Invasive Insect Management

It’s that time of year when HMN board members put together our Annual Report for the VMN state program coordinators. Among our lists of activities and volunteered hours over 2022, this project stands out for the combined 162 hours put in by two HMN volunteers. Thanks to Jean and Lincoln for providing this unique and valuable service!

Two Headwaters Master Naturalists, Lincoln Gray and Jean Stephens, work with a National Park Service professional to treat Ash trees for Emerald Ash Borer (EAB) and Hemlock trees for Hemlock Wooly Adelgids (HWA) in Shenandoah National Park. They are also assisted by two master naturalists from other chapters. Both treatments involve injections of insecticides (into the tree for EAB, soil for HWA).

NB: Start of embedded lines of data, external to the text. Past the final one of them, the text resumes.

//! CLI command implementations

pub mod archs;
pub mod update;
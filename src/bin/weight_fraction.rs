//! Fraction of time steps at which observations influenced each grid point.
//!
//! Analysis weight files assign 0 (no influence), 1 (minimal influence) or
//! 3 (observations influence the analysed value) per point and time step.
//! The output `fraction` variable can be passed to `gridmask-apply
//! --obs_fraction_file`.
//!
//! Usage: `gridmask-weight-fraction <infiles...> <outfile> [--weight_var NAME]`

use std::path::PathBuf;
use std::process;

use clap::Parser;
use tracing::{error, info};

use gridmask_rs::logging::init_logging;
use gridmask_rs::{AxisNames, ProgressReporter, WeightFractionConfig, io, run_weight_fraction};

#[derive(Parser, Debug)]
#[command(name = "gridmask-weight-fraction")]
#[command(about = "Calculate the fraction of times each grid point was influenced by observations")]
struct Args {
    /// Input weight files (concatenated along time) followed by the output file
    #[arg(value_name = "INFILES... OUTFILE", num_args = 2.., required = true)]
    paths: Vec<PathBuf>,

    /// Name of the weight variable
    #[arg(long = "weight_var", default_value = "weight")]
    weight_var: String,

    /// Name of the latitude dimension
    #[arg(long = "lat_dim", default_value = "lat")]
    lat_dim: String,

    /// Name of the longitude dimension
    #[arg(long = "lon_dim", default_value = "lon")]
    lon_dim: String,

    /// Name of the time dimension
    #[arg(long = "time_dim", default_value = "time")]
    time_dim: String,
}

fn main() {
    init_logging();

    let args = Args::parse();

    let Some((outfile, infiles)) = args.paths.split_last() else {
        error!("Missing output file");
        process::exit(1);
    };

    let config = WeightFractionConfig::default()
        .with_weight_var(&args.weight_var)
        .with_axes(
            AxisNames::default()
                .with_lat(&args.lat_dim)
                .with_lon(&args.lon_dim)
                .with_time(&args.time_dim),
        )
        .with_command(io::command_line());

    let mut progress = ProgressReporter::new("weight files", infiles.len(), 10);
    if let Err(e) = run_weight_fraction(infiles, outfile, &config, &mut progress) {
        error!("{}", e);
        process::exit(1);
    }

    info!("Done");
}
//! Region labelling of supersampled points.
//!
//! Every point of the supersampled grid is tested against the regions and
//! labelled with the id of the first region containing it. Rows are
//! independent, so with the `parallel` feature they are labelled across
//! threads.

use std::collections::BTreeSet;

use ndarray::Array2;

use crate::error::MaskError;
use crate::io::Regions;
use crate::types::RegionId;

/// Region label raster over a set of sample points.
#[derive(Debug, Clone, PartialEq)]
pub struct RegionLabels {
    /// Containing region per point, indexed `[lat, lon]`
    pub labels: Array2<Option<RegionId>>,
    /// Sorted distinct ids that occur in `labels`
    pub present: Vec<RegionId>,
}

impl RegionLabels {
    /// Number of labelled (non-null) points.
    pub fn labelled_count(&self) -> usize {
        self.labels.iter().filter(|l| l.is_some()).count()
    }
}

/// Label every `(lon, lat)` sample point with its containing region.
///
/// The output is indexed `[lat, lon]`. Ids that never occur are not listed
/// in [`RegionLabels::present`].
pub fn label(regions: &Regions, lons: &[f64], lats: &[f64]) -> Result<RegionLabels, MaskError> {
    let n_lon = lons.len();
    let mut flat: Vec<Option<RegionId>> = vec![None; lats.len() * n_lon];

    if n_lon > 0 {
        #[cfg(feature = "parallel")]
        {
            use rayon::prelude::*;

            flat.par_chunks_mut(n_lon)
                .zip(lats.par_iter())
                .for_each(|(row, &lat)| label_row(regions, lons, lat, row));
        }

        #[cfg(not(feature = "parallel"))]
        {
            flat.chunks_mut(n_lon)
                .zip(lats.iter())
                .for_each(|(row, &lat)| label_row(regions, lons, lat, row));
        }
    }

    let present: Vec<RegionId> = flat
        .iter()
        .flatten()
        .copied()
        .collect::<BTreeSet<_>>()
        .into_iter()
        .collect();

    let labels = Array2::from_shape_vec((lats.len(), n_lon), flat)?;
    Ok(RegionLabels { labels, present })
}

/// Label one row of sample points at a fixed latitude.
#[inline]
fn label_row(regions: &Regions, lons: &[f64], lat: f64, row: &mut [Option<RegionId>]) {
    for (cell, &lon) in row.iter_mut().zip(lons) {
        *cell = regions.locate(lon, lat);
    }
}
/// Attribute value kept independent of any file format.
#[derive(Debug, Clone, PartialEq)]
pub enum AttrValue {
    /// Text attribute
    Text(String),
    /// Scalar numeric attribute
    Number(f64),
    /// Numeric array attribute
    Numbers(Vec<f64>),
}

impl AttrValue {
    /// Text content, if this is a text attribute.
    pub fn as_text(&self) -> Option<&str> {
        match self {
            AttrValue::Text(s) => Some(s),
            _ => None,
        }
    }

    /// Scalar value, if this is a numeric attribute.
    pub fn as_number(&self) -> Option<f64> {
        match self {
            AttrValue::Number(v) => Some(*v),
            AttrValue::Numbers(v) if v.len() == 1 => Some(v[0]),
            _ => None,
        }
    }
}

impl From<&str> for AttrValue {
    fn from(s: &str) -> Self {
        AttrValue::Text(s.to_string())
    }
}

impl From<String> for AttrValue {
    fn from(s: String) -> Self {
        AttrValue::Text(s)
    }
}

impl From<f64> for AttrValue {
    fn from(v: f64) -> Self {
        AttrValue::Number(v)
    }
}

/// Attribute map, ordered by name.
pub type Attributes = BTreeMap<String, AttrValue>;

/// Element type of a variable in a file.
#[derive(Debug, Clone, Copy, PartialEq, Eq, Default)]
pub enum DataType {
    /// Signed 8-bit integer
    Byte,
    /// Unsigned 8-bit integer
    UByte,
    /// Signed 16-bit integer
    Short,
    /// Unsigned 16-bit integer
    UShort,
    /// Signed 32-bit integer
    Int,
    /// Unsigned 32-bit integer
    UInt,
    /// Signed 64-bit integer
    Int64,
    /// Unsigned 64-bit integer
    UInt64,
    /// 32-bit float
    Float,
    /// 64-bit float
    #[default]
    Double,
}

impl DataType {
    /// True for floating point types, which can hold `NaN`.
    pub fn is_float(self) -> bool {
        matches!(self, DataType::Float | DataType::Double)
    }
}

/// A 1-D coordinate variable.
#[derive(Debug, Clone, PartialEq)]
pub struct Coordinate {
    /// Dimension and variable name
    pub name: String,
    /// Coordinate values
    pub values: Vec<f64>,
    /// Variable attributes (units, standard_name, ...)
    pub attributes: Attributes,
}

impl Coordinate {
    /// Create a coordinate without attributes.
    pub fn new(name: impl Into<String>, values: Vec<f64>) -> Self {
        Self {
            name: name.into(),
            values,
            attributes: Attributes::new(),
        }
    }

    /// Add an attribute.
    pub fn with_attribute(mut self, name: impl Into<String>, value: impl Into<AttrValue>) -> Self {
        self.attributes.insert(name.into(), value.into());
        self
    }

    /// Number of points.
    pub fn len(&self) -> usize {
        self.values.len()
    }

    /// True if the coordinate has no points.
    pub fn is_empty(&self) -> bool {
        self.values.is_empty()
    }

    /// Coordinate restricted to the given indices.
    pub fn select(&self, indices: &[usize]) -> Self {
        Self {
            name: self.name.clone(),
            values: indices.iter().map(|&i| self.values[i]).collect(),
            attributes: self.attributes.clone(),
        }
    }
}

/// A gridded data variable over `(time, lat, lon)`.
#[derive(Debug, Clone, PartialEq)]
pub struct Variable {
    /// Variable name
    pub name: String,
    /// Values indexed `[time, lat, lon]`, `NaN` where missing
    pub data: Array3<f64>,
    /// False for purely spatial variables (time extent is then 1)
    pub has_time: bool,
    /// Element type written to file (`Float` or `Double`)
    pub dtype: DataType,
    /// Variable attributes
    pub attributes: Attributes,
}

impl Variable {
    /// Create a time-varying variable.
    pub fn new(name: impl Into<String>, data: Array3<f64>) -> Self {
        Self {
            name: name.into(),
            data,
            has_time: true,
            dtype: DataType::Double,
            attributes: Attributes::new(),
        }
    }

    /// Create a purely spatial variable.
    pub fn spatial(name: impl Into<String>, data: Array2<f64>) -> Self {
        Self {
            name: name.into(),
            data: data.insert_axis(Axis(0)),
            has_time: false,
            dtype: DataType::Double,
            attributes: Attributes::new(),
        }
    }

    /// Set the element type written to file.
    ///
    /// Integer types cannot hold missing values, so grid variables are
    /// always written as floats.
    pub fn with_dtype(mut self, dtype: DataType) -> Self {
        self.dtype = if dtype.is_float() { dtype } else { DataType::Float };
        self
    }

    /// Add an attribute.
    pub fn with_attribute(mut self, name: impl Into<String>, value: impl Into<AttrValue>) -> Self {
        self.attributes.insert(name.into(), value.into());
        self
    }

    /// Spatial shape as (n_lat, n_lon).
    pub fn spatial_shape(&self) -> (usize, usize) {
        let (_, n_lat, n_lon) = self.data.dim();
        (n_lat, n_lon)
    }

    /// First time slice (the whole field for spatial variables).
    pub fn first_slice(&self) -> ArrayView2<'_, f64> {
        self.data.index_axis(Axis(0), 0)
    }

    /// Variable restricted to the given lat and lon indices.
    pub fn select(&self, lat_idx: &[usize], lon_idx: &[usize]) -> Self {
        let data = self
            .data
            .select(Axis(1), lat_idx)
            .select(Axis(2), lon_idx);
        Self {
            name: self.name.clone(),
            data,
            has_time: self.has_time,
            dtype: self.dtype,
            attributes: self.attributes.clone(),
        }
    }
}

/// A variable off the `(time, lat, lon)` grid, stored as read.
///
/// Axes named after the lat or lon dimension follow the grid when it is
/// trimmed; everything else passes through untouched.
#[derive(Debug, Clone, PartialEq)]
pub struct AuxVariable {
    /// Variable name
    pub name: String,
    /// Dimension names, one per axis of `data`
    pub dims: Vec<String>,
    /// Raw values (no unpacking or fill handling)
    pub data: ArrayD<f64>,
    /// Element type in the file
    pub dtype: DataType,
    /// Variable attributes, packing attributes included
    pub attributes: Attributes,
}

impl AuxVariable {
    /// Create an auxiliary variable of type `Double`.
    pub fn new(name: impl Into<String>, dims: Vec<String>, data: ArrayD<f64>) -> Self {
        Self {
            name: name.into(),
            dims,
            data,
            dtype: DataType::Double,
            attributes: Attributes::new(),
        }
    }

    /// Set the element type.
    pub fn with_dtype(mut self, dtype: DataType) -> Self {
        self.dtype = dtype;
        self
    }

    /// Add an attribute.
    pub fn with_attribute(mut self, name: impl Into<String>, value: impl Into<AttrValue>) -> Self {
        self.attributes.insert(name.into(), value.into());
        self
    }

    /// Length of the axis named `dim`, if the variable has one.
    pub fn dim_len(&self, dim: &str) -> Option<usize> {
        self.dims
            .iter()
            .position(|d| d == dim)
            .map(|axis| self.data.len_of(Axis(axis)))
    }

    /// Re-slice every axis named `lat_dim` or `lon_dim`.
    pub fn select(
        &self,
        lat_dim: &str,
        lat_idx: &[usize],
        lon_dim: &str,
        lon_idx: &[usize],
    ) -> Self {
        let mut data = self.data.clone();
        for (axis, dim) in self.dims.iter().enumerate() {
            if dim == lat_dim {
                data = data.select(Axis(axis), lat_idx);
            } else if dim == lon_dim {
                data = data.select(Axis(axis), lon_idx);
            }
        }
        Self {
            data,
            ..self.clone()
        }
    }
}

Volunteers on this project were required to complete 20 hours of training and pass the Virginia Department of Agriculture and Consumer Services’ exam to become a Certified Pesticide Applicator Technician.

The Shenandoah National Park Trust has also purchased some very small, but expensive, Laricobius nigrinus beetles from Virginia Tech that eat HWAs. The beetles are released in areas of the park which are near streams (where the insecticide cannot be used) or in hard to reach locations. HMNs have been involved in the release and monitoring of the beetles. HMNs also help monitor the health of ash and hemlock throughout the Park. Such monitoring indicates a significant difference between treated and untreated trees. The work is significant because without this integrative forest health management project, some predict that many or most of the ash and hemlock in the National Park will die, a major change in the landscape and biodiversity.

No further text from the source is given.